* [Assignment] In the listing below, the answer starts at the line that has "return Err(CodecError::InvalidText);" and stops after the line that has "let mut cursor = 0;"; please repeat that part exactly and nothing more.

* [Task data]
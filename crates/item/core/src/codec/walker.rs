//! Strict forward reader over a byte source.
use super::CodecError;
use crate::bits::read_le_bits;

/// Reads consecutive fields of one record starting at a byte offset.
///
/// Unlike [`crate::bits::BitBuffer`] reads, running past the end of the
/// source is an error.
pub(crate) struct Walker<'a> {
    source: &'a [u8],
    base: usize,
    pos: usize,
}

impl<'a> Walker<'a> {
    pub(crate) fn new(source: &'a [u8], byte_offset: usize) -> Self {
        Self {
            source,
            base: byte_offset * 8,
            pos: 0,
        }
    }

    /// Bit position relative to the start of the record.
    pub(crate) fn pos(&self) -> usize {
        self.pos
    }

    pub(crate) fn available(&self) -> usize {
        (self.source.len() * 8).saturating_sub(self.base)
    }

    pub(crate) fn ensure(&self, bits: usize) -> Result<(), CodecError> {
        if self.pos + bits > self.available() {
            return Err(CodecError::Truncated {
                offset: self.pos,
                needed: bits,
                available: self.available().saturating_sub(self.pos),
            });
        }
        Ok(())
    }

    pub(crate) fn read(&mut self, width: u32) -> Result<u32, CodecError> {
        Ok(self.read64(width.min(32))? as u32)
    }

    pub(crate) fn read64(&mut self, width: u32) -> Result<u64, CodecError> {
        self.ensure(width as usize)?;
        let value = read_le_bits(self.source, self.base + self.pos, width);
        self.pos += width as usize;
        Ok(value)
    }

    /// Reads without advancing.
    pub(crate) fn peek_at(&self, pos: usize, width: u32) -> u64 {
        read_le_bits(self.source, self.base + pos, width)
    }

    pub(crate) fn seek(&mut self, pos: usize) {
        self.pos = pos;
    }

    /// Reads a zero-terminated string of `char_width`-bit characters.
    pub(crate) fn read_text(&mut self, char_width: u32, max_len: usize) -> Result<String, CodecError> {
        let mut text = String::new();
        loop {
            let c = self.read(char_width)?;
            if c == 0 {
                return Ok(text);
            }
            if text.chars().count() == max_len {
                return Err(CodecError::InvalidText);
            }
            text.push(char::from_u32(c).ok_or(CodecError::InvalidText)?);
        }
    }

    /// Copies the bytes covering `bits` bits from the record start.
    pub(crate) fn record_bytes(&self, bits: usize) -> Vec<u8> {
        let start = self.base / 8;
        let end = (start + bits.div_ceil(8)).min(self.source.len());
        self.source[start..end].to_vec()
    }
}

#[cfg(test)]
mod tests {
    use super::*;

    #[test]
    fn reads_fields_relative_to_record_start() {
        let source = [0xAA, 0x4A, 0x4D, 0x05];
        let mut walker = Walker::new(&source, 1);
        assert_eq!(walker.read(16).unwrap(), 0x4D4A);
        assert_eq!(walker.read(3).unwrap(), 0b101);
        assert_eq!(walker.pos(), 19);
    }

    #[test]
    fn running_off_the_end_is_truncation() {
        let source = [0xFF];
        let mut walker = Walker::new(&source, 0);
        assert!(walker.read(6).is_ok());
        assert!(matches!(
            walker.read(4),
            Err(CodecError::Truncated { offset: 6, needed: 4, available: 2 })
        ));
    }

    #[test]
    fn text_stops_at_terminator() {
        // "Hi" in 7-bit characters followed by a zero character.
        let mut bits = crate::bits::BitBuffer::new();
        let mut cursor = 0;
        bits.set_bits(&mut cursor, 7, 'H' as u32);
        bits.set_bits(&mut cursor, 7, 'i' as u32);
        bits.set_bits(&mut cursor, 7, 0);
        let mut walker = Walker::new(bits.as_bytes(), 0);
        assert_eq!(walker.read_text(7, 15).unwrap(), "Hi");
        assert_eq!(walker.pos(), 21);
    }
}
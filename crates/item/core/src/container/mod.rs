//! Containers for top-level items.
//!
//! An [`ItemsCollection`] owns the top-level items of one character or
//! stash page and keeps two views over them in sync: the
//! [`ContainerIndex`] (grid cells, belt slots, equipped slots) and the
//! [`CategoryIndex`]. Items move only through
//! [`place`](ItemsCollection::place) and the socket operations; the item
//! blocks of a save file are read and written here as well.
mod blocks;
mod collection;
mod error;
mod grid;
mod index;
mod location;
mod placement;

pub use blocks::{BlockOptions, GOLEM_MARKER, HIRELING_MARKER, ITEM_LIST_MARKER};
pub use collection::{ItemHandle, ItemsCollection, SideList};
pub use error::PlacementError;
pub use grid::{Cell, Footprint, Grid};
pub use index::{Category, CategoryIndex, ContainerIndex};
pub use location::{EquippedSlot, Location, StoragePage};
pub use placement::PlaceOutcome;
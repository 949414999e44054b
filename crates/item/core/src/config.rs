use crate::container::StoragePage;
use crate::version::ItemVersion;

/// Dimensions of a storage grid in cells.
#[derive(Clone, Copy, Debug, PartialEq, Eq, Hash)]
#[cfg_attr(feature = "serde", derive(serde::Serialize, serde::Deserialize))]
pub struct GridSize {
    pub width: u8,
    pub height: u8,
}

impl GridSize {
    pub const fn new(width: u8, height: u8) -> Self {
        Self { width, height }
    }

    /// Number of cells in the grid.
    pub const fn cells(&self) -> usize {
        self.width as usize * self.height as usize
    }
}

/// Engine configuration constants and tunable grid dimensions.
#[derive(Clone, Debug, PartialEq, Eq)]
#[cfg_attr(feature = "serde", derive(serde::Serialize, serde::Deserialize))]
pub struct EngineConfig {
    /// Character inventory grid.
    pub inventory: GridSize,
    /// Cube grid.
    pub cube: GridSize,
    /// Stash grid for the three fixed-length generations.
    pub legacy_stash: GridSize,
    /// Stash grid for the 1.08 to 1.14 generations.
    pub stash: GridSize,
    /// Stash grid for the remaster generations.
    pub remaster_stash: GridSize,
}

impl EngineConfig {
    // ===== compile-time constants =====
    /// Maximum characters in personalization and ear names.
    pub const MAX_NAME_LEN: usize = 15;
    /// Hard cap on sockets regardless of type or bonuses.
    pub const MAX_SOCKETS: u8 = 6;
    pub const BELT_COLUMNS: usize = 4;
    pub const MAX_BELT_ROWS: usize = 4;
    /// Values a single property line may carry (parameter included).
    pub const MAX_STAT_VALUES: usize = 4;
    pub const EQUIPPED_SLOTS: usize = 12;

    // ===== runtime-tunable defaults =====
    pub const DEFAULT_INVENTORY: GridSize = GridSize::new(10, 4);
    pub const DEFAULT_CUBE: GridSize = GridSize::new(3, 4);
    pub const DEFAULT_LEGACY_STASH: GridSize = GridSize::new(6, 4);
    pub const DEFAULT_STASH: GridSize = GridSize::new(6, 8);
    pub const DEFAULT_REMASTER_STASH: GridSize = GridSize::new(10, 10);

    pub fn new() -> Self {
        Self {
            inventory: Self::DEFAULT_INVENTORY,
            cube: Self::DEFAULT_CUBE,
            legacy_stash: Self::DEFAULT_LEGACY_STASH,
            stash: Self::DEFAULT_STASH,
            remaster_stash: Self::DEFAULT_REMASTER_STASH,
        }
    }

    /// Stash dimensions used by a given schema generation.
    pub fn stash_for(&self, version: ItemVersion) -> GridSize {
        if version.is_legacy() {
            self.legacy_stash
        } else if version.is_remaster() {
            self.remaster_stash
        } else {
            self.stash
        }
    }

    /// Grid dimensions for a storage page, or `None` for pages without a grid.
    pub fn grid_for(&self, page: StoragePage, version: ItemVersion) -> Option<GridSize> {
        match page {
            StoragePage::Inventory => Some(self.inventory),
            StoragePage::Stash => Some(self.stash_for(version)),
            StoragePage::Cube => Some(self.cube),
            StoragePage::Unknown => None,
        }
    }

    /// Largest belt the engine tracks.
    pub const fn max_belt_slots() -> usize {
        Self::BELT_COLUMNS * Self::MAX_BELT_ROWS
    }
}

impl Default for EngineConfig {
    fn default() -> Self {
        Self::new()
    }
}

* [Answer below]
                return Err(CodecError::InvalidText);
            }
            text.push(char::from_u32(c).ok_or(CodecError::InvalidText)?);
        }
    }

    /// Copies the bytes covering `bits` bits from the record start.
    pub(crate) fn record_bytes(&self, bits: usize) -> Vec<u8> {
        let start = self.base / 8;
        let end = (start + bits.div_ceil(8)).min(self.source.len());
        self.source[start..end].to_vec()
    }
}

#[cfg(test)]
mod tests {
    use super::*;

    #[test]
    fn reads_fields_relative_to_record_start() {
        let source = [0xAA, 0x4A, 0x4D, 0x05];
        let mut walker = Walker::new(&source, 1);
        assert_eq!(walker.read(16).unwrap(), 0x4D4A);
        assert_eq!(walker.read(3).unwrap(), 0b101);
        assert_eq!(walker.pos(), 19);
    }

    #[test]
    fn running_off_the_end_is_truncation() {
        let source = [0xFF];
        let mut walker = Walker::new(&source, 0);
        assert!(walker.read(6).is_ok());
        assert!(matches!(
            walker.read(4),
            Err(CodecError::Truncated { offset: 6, needed: 4, available: 2 })
        ));
    }

    #[test]
    fn text_stops_at_terminator() {
        // "Hi" in 7-bit characters followed by a zero character.
        let mut bits = crate::bits::BitBuffer::new();
        let mut cursor = 0;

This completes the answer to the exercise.